ビューとパーシャル(部分テンプレート)の規約
Railsでは、app/views
以下に配置されるテンプレートも規約に従って呼び出されます。
たとえば users#index
アクションであれば、デフォルトで以下のファイルが呼び出されます。
app/views/users/index.html.erb
また、ビューの共通部分を切り出すときには、パーシャル(部分テンプレート)という命名規約を使います。
_app_header.html.erb
ファイル名の先頭にアンダースコア(_)を付けるのがルールで、呼び出しは次のように行います。
<%= render 'app_header' %>
Railsのテンプレートシステムはこの規約を自動で認識して読み込んでくれます。
マイグレーションファイルの規約
マイグレーションファイルは、命名にタイムスタンプが付くことが特徴です。
たとえば以下のようになります。
20251008091234_create_users.rb
この数字は「作成日時」を意味し、Railsはこの順序に従ってマイグレーションを実行します。

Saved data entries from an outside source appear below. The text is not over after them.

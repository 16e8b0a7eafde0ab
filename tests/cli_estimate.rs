use approx::assert_abs_diff_eq;
use std::fs;
use std::path::Path;
use std::process::Command;

use horizon::artifacts::{FittedArtifacts, OrdinalEncoder, StandardScaler};
use horizon::model::{LinearPredictorParams, WeibullAftModel};
use horizon::types::DerivedFeatureVector;
use tempfile::tempdir;

fn write_artifacts(dir: &Path, log_scale: f64) {
    let model = WeibullAftModel::new(
        DerivedFeatureVector::FEATURE_NAMES
            .iter()
            .map(|name| name.to_string())
            .collect(),
        LinearPredictorParams::new(log_scale, vec![-0.2, 0.03, -0.6, 0.01, -0.04, 0.01]),
        LinearPredictorParams::intercept_only(0.1),
    )
    .expect("model");
    let scaler = StandardScaler::for_age_and_bmi([68.0, 26.5], [11.5, 4.8]).expect("scaler");
    FittedArtifacts::new(model, scaler, OrdinalEncoder::tumor_stage())
        .save_dir(dir)
        .expect("save artifacts");
}

fn horizon() -> Command {
    Command::new(env!("CARGO_BIN_EXE_horizon"))
}

#[test]
fn estimate_prints_the_result_card_and_writes_the_curve() {
    let tmp = tempdir().expect("temporary directory");
    write_artifacts(tmp.path(), 4.0);
    let curve_path = tmp.path().join("curve.tsv");

    let output = horizon()
        .args([
            "estimate",
            "--age",
            "60",
            "--weight",
            "70.0",
            "--height",
            "1.70",
            "--stage",
            "II",
            "--artifacts-dir",
            tmp.path().to_str().expect("path str"),
            "--curve-out",
            curve_path.to_str().expect("path str"),
        ])
        .output()
        .expect("run horizon cli");

    assert!(output.status.success(), "CLI exited with {:?}", output.status);
    let stdout = String::from_utf8_lossy(&output.stdout);
    assert!(stdout.contains("Estimated median survival:"), "{stdout}");
    assert!(stdout.contains("Time to 25% survival probability:"), "{stdout}");

    let curve = fs::read_to_string(&curve_path).expect("curve file");
    let mut lines = curve.lines();
    assert_eq!(lines.next(), Some("months\tsurvival"));
    assert_eq!(lines.next(), Some("0\t1"));
    assert_eq!(curve.lines().count(), 2001);
}

#[test]
fn json_output_reports_an_unreached_threshold_as_null() {
    let tmp = tempdir().expect("temporary directory");
    write_artifacts(tmp.path(), 9.0);

    let output = horizon()
        .args([
            "estimate",
            "--stage",
            "1",
            "--artifacts-dir",
            tmp.path().to_str().expect("path str"),
            "--grid-samples",
            "50",
            "--json",
        ])
        .output()
        .expect("run horizon cli");

    assert!(output.status.success(), "CLI exited with {:?}", output.status);
    let report: serde_json::Value =
        serde_json::from_slice(&output.stdout).expect("valid JSON on stdout");
    assert!(report["median_survival_time"].as_f64().expect("median") > 400.0);
    assert!(report["threshold_crossing_time"].is_null());
    assert_eq!(report["curve"]["months"].as_array().expect("months").len(), 50);
}

#[test]
fn out_of_range_input_fails_with_a_readable_message() {
    let tmp = tempdir().expect("temporary directory");
    write_artifacts(tmp.path(), 4.0);

    let output = horizon()
        .args([
            "estimate",
            "--age",
            "20",
            "--artifacts-dir",
            tmp.path().to_str().expect("path str"),
        ])
        .output()
        .expect("run horizon cli");

    assert!(!output.status.success());
    let stderr = String::from_utf8_lossy(&output.stderr);
    assert!(stderr.contains("not valid"), "{stderr}");
    assert!(stderr.contains("Age 20"), "{stderr}");
}

#[test]
fn missing_artifacts_fail_fast() {
    let tmp = tempdir().expect("temporary directory");

    let output = horizon()
        .args([
            "estimate",
            "--artifacts-dir",
            tmp.path().to_str().expect("path str"),
        ])
        .output()
        .expect("run horizon cli");

    assert!(!output.status.success());
    let stderr = String::from_utf8_lossy(&output.stderr);
    assert!(stderr.contains("not installed correctly"), "{stderr}");
}

#[test]
fn invalid_threshold_flag_is_rejected() {
    let tmp = tempdir().expect("temporary directory");
    write_artifacts(tmp.path(), 4.0);

    let status = horizon()
        .args([
            "estimate",
            "--threshold",
            "1.5",
            "--artifacts-dir",
            tmp.path().to_str().expect("path str"),
        ])
        .status()
        .expect("run horizon cli");

    assert!(!status.success());
}

#[test]
fn invalid_prediction_prints_the_message_and_still_writes_the_curve() {
    let tmp = tempdir().expect("temporary directory");
    write_artifacts(tmp.path(), 720.0);
    let curve_path = tmp.path().join("curve.tsv");

    let output = horizon()
        .args([
            "estimate",
            "--artifacts-dir",
            tmp.path().to_str().expect("path str"),
            "--curve-out",
            curve_path.to_str().expect("path str"),
        ])
        .output()
        .expect("run horizon cli");

    assert_eq!(output.status.code(), Some(1));
    assert!(output.stdout.is_empty());
    let stderr = String::from_utf8_lossy(&output.stderr);
    assert!(
        stderr.contains("The prediction is invalid (infinite or not a number)"),
        "{stderr}"
    );

    let curve = fs::read_to_string(&curve_path).expect("curve still written");
    assert_eq!(curve.lines().count(), 2001);
    assert!(curve.lines().skip(1).all(|line| line.ends_with("\t1")));
}

#[test]
fn config_file_settings_apply_and_flags_override_them() {
    let tmp = tempdir().expect("temporary directory");
    write_artifacts(tmp.path(), 4.0);
    let config_path = tmp.path().join("estimate.toml");
    fs::write(
        &config_path,
        "crossing_threshold = 0.5\n\n[grid]\nend = 240.0\nsamples = 100\n",
    )
    .expect("write config");

    let output = horizon()
        .args([
            "estimate",
            "--artifacts-dir",
            tmp.path().to_str().expect("path str"),
            "--config",
            config_path.to_str().expect("path str"),
            "--grid-samples",
            "60",
            "--json",
        ])
        .output()
        .expect("run horizon cli");

    assert!(output.status.success(), "CLI exited with {:?}", output.status);
    let report: serde_json::Value =
        serde_json::from_slice(&output.stdout).expect("valid JSON on stdout");
    assert_eq!(report["threshold"].as_f64(), Some(0.5));
    let months = report["curve"]["months"].as_array().expect("months");
    assert_eq!(months.len(), 60);
    let last = months.last().and_then(|m| m.as_f64()).expect("last month");
    assert_abs_diff_eq!(last, 240.0, epsilon = 1e-9);
}

#[test]
fn unreadable_config_file_is_rejected() {
    let tmp = tempdir().expect("temporary directory");
    write_artifacts(tmp.path(), 4.0);

    let output = horizon()
        .args([
            "estimate",
            "--artifacts-dir",
            tmp.path().to_str().expect("path str"),
            "--config",
            tmp.path().join("missing.toml").to_str().expect("path str"),
        ])
        .output()
        .expect("run horizon cli");

    assert!(!output.status.success());
    assert!(output.stdout.is_empty());
}
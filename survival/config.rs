use ndarray::Array1;
use serde::{Deserialize, Serialize};
use std::fs;
use std::path::Path;
use thiserror::Error;

/// Survival probability whose crossing time is reported by default.
pub const DEFAULT_CROSSING_THRESHOLD: f64 = 0.25;
/// Default time grid, in months.
pub const DEFAULT_GRID_START: f64 = 0.0;
pub const DEFAULT_GRID_END: f64 = 400.0;
pub const DEFAULT_GRID_SAMPLES: usize = 2000;

#[derive(Error, Debug)]
pub enum ConfigError {
    #[error("Failed to read configuration file: {0}")]
    IoError(#[from] std::io::Error),
    #[error("Failed to parse TOML configuration file: {0}")]
    TomlParseError(#[from] toml::de::Error),
    #[error("Crossing threshold {0} must be a probability between 0 and 1.")]
    InvalidThreshold(f64),
    #[error("Invalid time grid: {0}")]
    InvalidGrid(String),
}

/// Evenly spaced evaluation times, both endpoints included.
#[derive(Debug, Clone, Copy, PartialEq, Serialize, Deserialize)]
#[serde(default)]
pub struct TimeGridSpec {
    pub start: f64,
    pub end: f64,
    pub samples: usize,
}

impl Default for TimeGridSpec {
    fn default() -> Self {
        Self {
            start: DEFAULT_GRID_START,
            end: DEFAULT_GRID_END,
            samples: DEFAULT_GRID_SAMPLES,
        }
    }
}

impl TimeGridSpec {
    pub fn validate(&self) -> Result<(), ConfigError> {
        if !self.start.is_finite() || self.start < 0.0 {
            return Err(ConfigError::InvalidGrid(format!(
                "start {} must be a finite, non-negative number of months",
                self.start
            )));
        }
        if !self.end.is_finite() || self.end <= self.start {
            return Err(ConfigError::InvalidGrid(format!(
                "end {} must be finite and greater than start {}",
                self.end, self.start
            )));
        }
        if self.samples < 2 {
            return Err(ConfigError::InvalidGrid(format!(
                "at least 2 samples are required, got {}",
                self.samples
            )));
        }
        Ok(())
    }

    pub fn times(&self) -> Array1<f64> {
        Array1::linspace(self.start, self.end, self.samples)
    }
}

/// Whether the survival curve is still produced when the median is not finite.
#[derive(Debug, Clone, Copy, PartialEq, Eq, Default, Serialize, Deserialize)]
#[serde(rename_all = "snake_case")]
pub enum CurvePolicy {
    /// The curve is computed for charting whatever the median turns out to be.
    #[default]
    Independent,
    /// An invalid median withholds the curve as well.
    GatedOnMedian,
}

/// Caller-tunable settings of the estimation pipeline.
///
/// Every field has a default, so a TOML file only needs the values it overrides:
///
/// ```toml
/// crossing_threshold = 0.2
///
/// [grid]
/// end = 240.0
/// ```
#[derive(Debug, Clone, Copy, PartialEq, Serialize, Deserialize)]
#[serde(default)]
pub struct EstimationConfig {
    pub crossing_threshold: f64,
    pub grid: TimeGridSpec,
    pub curve_policy: CurvePolicy,
}

impl Default for EstimationConfig {
    fn default() -> Self {
        Self {
            crossing_threshold: DEFAULT_CROSSING_THRESHOLD,
            grid: TimeGridSpec::default(),
            curve_policy: CurvePolicy::default(),
        }
    }
}

impl EstimationConfig {
    pub fn validate(&self) -> Result<(), ConfigError> {
        if !(0.0..=1.0).contains(&self.crossing_threshold) {
            return Err(ConfigError::InvalidThreshold(self.crossing_threshold));
        }
        self.grid.validate()
    }

    pub fn load(path: impl AsRef<Path>) -> Result<Self, ConfigError> {
        let toml_string = fs::read_to_string(path)?;
        let config: Self = toml::from_str(&toml_string)?;
        config.validate()?;
        Ok(config)
    }
}
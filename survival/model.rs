use crate::artifacts::{ArtifactError, load_toml, save_toml};
use crate::types::{DerivedFeatureVector, SurvivalCurve};
use ndarray::{Array1, ArrayView1};
use serde::{Deserialize, Serialize};
use std::path::Path;
use thiserror::Error;

/// Faults raised while evaluating a fitted survival model.
#[derive(Error, Debug, Clone, PartialEq)]
pub enum ModelError {
    #[error("The time grid is empty.")]
    EmptyTimeGrid,
    #[error("Time grid value {value} at position {index} is not a finite, non-negative number.")]
    InvalidTime { index: usize, value: f64 },
    #[error("The time grid decreases at position {index}.")]
    UnorderedTimeGrid { index: usize },
    #[error("The survival curve has {times} time points but {probabilities} probabilities.")]
    CurveLengthMismatch { times: usize, probabilities: usize },
    #[error("Survival probability {value} at t = {time} lies outside [0, 1].")]
    ProbabilityOutOfRange { time: f64, value: f64 },
}

/// A pre-fitted parametric survival model.
///
/// Implementations are read-only after construction and may be shared across threads.
pub trait SurvivalModel: Send + Sync {
    /// Time at which predicted survival equals 0.5.
    ///
    /// A non-finite value is a legitimate output when the fitted parameters put the
    /// median out of reach for these covariates. Callers decide what to do with it.
    fn median_survival_time(&self, features: &DerivedFeatureVector) -> Result<f64, ModelError>;

    /// Survival probability at every time in `times`, evaluated in one pass.
    fn survival_curve(
        &self,
        features: &DerivedFeatureVector,
        times: ArrayView1<'_, f64>,
    ) -> Result<SurvivalCurve, ModelError>;
}

/// Checks that a time grid is non-empty, finite, non-negative and non-decreasing.
pub fn validate_time_grid(times: ArrayView1<'_, f64>) -> Result<(), ModelError> {
    if times.is_empty() {
        return Err(ModelError::EmptyTimeGrid);
    }
    let mut previous = 0.0f64;
    for (index, &value) in times.iter().enumerate() {
        if !value.is_finite() || value < 0.0 {
            return Err(ModelError::InvalidTime { index, value });
        }
        if index > 0 && value < previous {
            return Err(ModelError::UnorderedTimeGrid { index });
        }
        previous = value;
    }
    Ok(())
}

/// Intercept plus per-covariate coefficients of one distribution parameter on the log scale.
#[derive(Debug, Clone, PartialEq, Serialize, Deserialize)]
pub struct LinearPredictorParams {
    pub intercept: f64,
    /// Empty means the parameter does not depend on covariates.
    #[serde(default)]
    pub coefficients: Vec<f64>,
}

impl LinearPredictorParams {
    pub fn new(intercept: f64, coefficients: Vec<f64>) -> Self {
        Self {
            intercept,
            coefficients,
        }
    }

    pub fn intercept_only(intercept: f64) -> Self {
        Self::new(intercept, Vec::new())
    }

    #[inline]
    fn linear_predictor(&self, x: &Array1<f64>) -> f64 {
        if self.coefficients.is_empty() {
            return self.intercept;
        }
        self.intercept + ArrayView1::from(self.coefficients.as_slice()).dot(x)
    }
}

/// Scale and shape of the Weibull distribution for one covariate vector.
#[derive(Debug, Clone, Copy, PartialEq)]
pub struct WeibullParameters {
    /// Scale `lambda`, in months.
    pub scale: f64,
    /// Shape `rho`.
    pub shape: f64,
}

impl WeibullParameters {
    /// `S(t) = exp(-(t / lambda)^rho)`, with `S(0) = 1` for any parameters.
    ///
    /// The ratio is taken in log space so an underflowed `lambda` gives `S(t) = 0`
    /// for `t > 0` instead of `0 / 0`.
    #[inline]
    pub fn survival(&self, t: f64) -> f64 {
        if t == 0.0 {
            return 1.0;
        }
        (-(self.shape * (t.ln() - self.scale.ln())).exp()).exp()
    }

    /// Time at which survival equals `p`: `lambda * (-ln p)^(1 / rho)`.
    #[inline]
    pub fn inverse_survival(&self, p: f64) -> f64 {
        self.scale * (-p.ln()).powf(1.0 / self.shape)
    }
}

/// Weibull accelerated-failure-time model.
///
/// Both distribution parameters are log-linear in the covariates:
/// `lambda = exp(b0 + x.b)` and `rho = exp(c0 + x.c)`.
/// The covariates rescale time multiplicatively through `lambda`.
#[derive(Debug, Clone, PartialEq, Serialize, Deserialize)]
pub struct WeibullAftModel {
    covariates: Vec<String>,
    lambda: LinearPredictorParams,
    rho: LinearPredictorParams,
}

impl WeibullAftModel {
    pub fn new(
        covariates: Vec<String>,
        lambda: LinearPredictorParams,
        rho: LinearPredictorParams,
    ) -> Result<Self, ArtifactError> {
        let model = Self {
            covariates,
            lambda,
            rho,
        };
        model.validate()?;
        Ok(model)
    }

    /// The covariate layout must match [`DerivedFeatureVector::FEATURE_NAMES`] exactly,
    /// including order.
    pub fn validate(&self) -> Result<(), ArtifactError> {
        const ARTIFACT: &str = "Weibull AFT model";
        let expected = DerivedFeatureVector::FEATURE_NAMES;
        if self.covariates.len() != expected.len() {
            return Err(ArtifactError::FeatureCount {
                artifact: ARTIFACT,
                expected: expected.len(),
                found: self.covariates.len(),
            });
        }
        if self.covariates.iter().map(String::as_str).ne(expected) {
            return Err(ArtifactError::Malformed {
                artifact: ARTIFACT,
                reason: format!(
                    "covariates {:?} do not match the expected order {:?}",
                    self.covariates, expected
                ),
            });
        }
        for (name, params, allow_empty) in [("lambda", &self.lambda, false), ("rho", &self.rho, true)]
        {
            let count = params.coefficients.len();
            if count != expected.len() && !(allow_empty && count == 0) {
                return Err(ArtifactError::FeatureCount {
                    artifact: ARTIFACT,
                    expected: expected.len(),
                    found: count,
                });
            }
            let all_finite = params.intercept.is_finite()
                && params.coefficients.iter().all(|c| c.is_finite());
            if !all_finite {
                return Err(ArtifactError::Malformed {
                    artifact: ARTIFACT,
                    reason: format!("{name} parameters contain non-finite values"),
                });
            }
        }
        Ok(())
    }

    pub fn covariates(&self) -> &[String] {
        &self.covariates
    }

    pub fn lambda(&self) -> &LinearPredictorParams {
        &self.lambda
    }

    pub fn rho(&self) -> &LinearPredictorParams {
        &self.rho
    }

    /// Evaluates both distribution parameters for one covariate vector.
    ///
    /// Overflow is not clamped: an infinite or NaN parameter flows through to the
    /// median so the caller can report it.
    pub fn parameters(&self, features: &DerivedFeatureVector) -> WeibullParameters {
        let x = features.as_array();
        WeibullParameters {
            scale: self.lambda.linear_predictor(&x).exp(),
            shape: self.rho.linear_predictor(&x).exp(),
        }
    }

    pub fn load(path: impl AsRef<Path>) -> Result<Self, ArtifactError> {
        let model: Self = load_toml(path.as_ref())?;
        model.validate()?;
        Ok(model)
    }

    pub fn save(&self, path: impl AsRef<Path>) -> Result<(), ArtifactError> {
        save_toml(self, path.as_ref())
    }
}

impl SurvivalModel for WeibullAftModel {
    fn median_survival_time(&self, features: &DerivedFeatureVector) -> Result<f64, ModelError> {
        let params = self.parameters(features);
        log::debug!(
            "Weibull parameters: lambda = {:.6}, rho = {:.6}",
            params.scale,
            params.shape
        );
        Ok(params.inverse_survival(0.5))
    }

    fn survival_curve(
        &self,
        features: &DerivedFeatureVector,
        times: ArrayView1<'_, f64>,
    ) -> Result<SurvivalCurve, ModelError> {
        validate_time_grid(times)?;
        let params = self.parameters(features);
        let probabilities = times.mapv(|t| params.survival(t));
        SurvivalCurve::new(times.to_owned(), probabilities)
    }
}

また、ファイル内のクラス名はキャメルケースで記述します。
class CreateUsers < ActiveRecord::Migration[7.0]
def change
create_table :users do |t|
t.string :name
t.timestamps
end
end
end
このように、クラス名とファイル名にも密接な対応関係があります。
テストファイルとRSpecの規約
Railsでは、テストも命名規約に従う必要があります。test/models/user_test.rb
のように、モデル名に _test.rb
を付けたファイルが自動的にテスト対象として認識されます。
RSpecを使う場合も同様に、spec/models/user_spec.rb
という形で統一します。
ファイル名とクラス名の対応を守ることで、RSpecが自動的に対象クラスを推測してくれます。
規約に従うことで得られるメリット
Railsの規約を理解し、正しく守ることで次のようなメリットがあります。
- コードが短くなる
設定ファイルや冗長な記述を減らせるため、開発スピードが上がる。 - チーム開発がしやすくなる
誰が書いても同じ構造・命名になるため、可読性が高い。 - 自動化・スキャフォールドが効く
Railsの自動生成コマンドが正しく動くのは規約に従っているから。 - 学習コストが下がる
Railsコミュニティ全体で同じルールが共有されている。
まとめ
Ruby on Railsは「規約より設定」という思想によって、開発者の手間を減らし、スピーディーな開発を可能にしています。
しかしその“魔法”の裏には、数多くの明確な規約が存在します。
- ディレクトリ構造(MVC)
- クラス名とファイル名
- モデルとテーブルの対応
- コントローラとルーティング
- ビューとパーシャル
- アソシエーションやマイグレーションのルール
これらを理解して守ることこそが、Railsを「Railsらしく」使いこなす第一歩です。
慣れてくると、これらの規約は“縛り”ではなく、“強力な味方”になります。
Railsの哲学を活かし、スマートで美しいコードを書けるエンジニアを目指しましょう。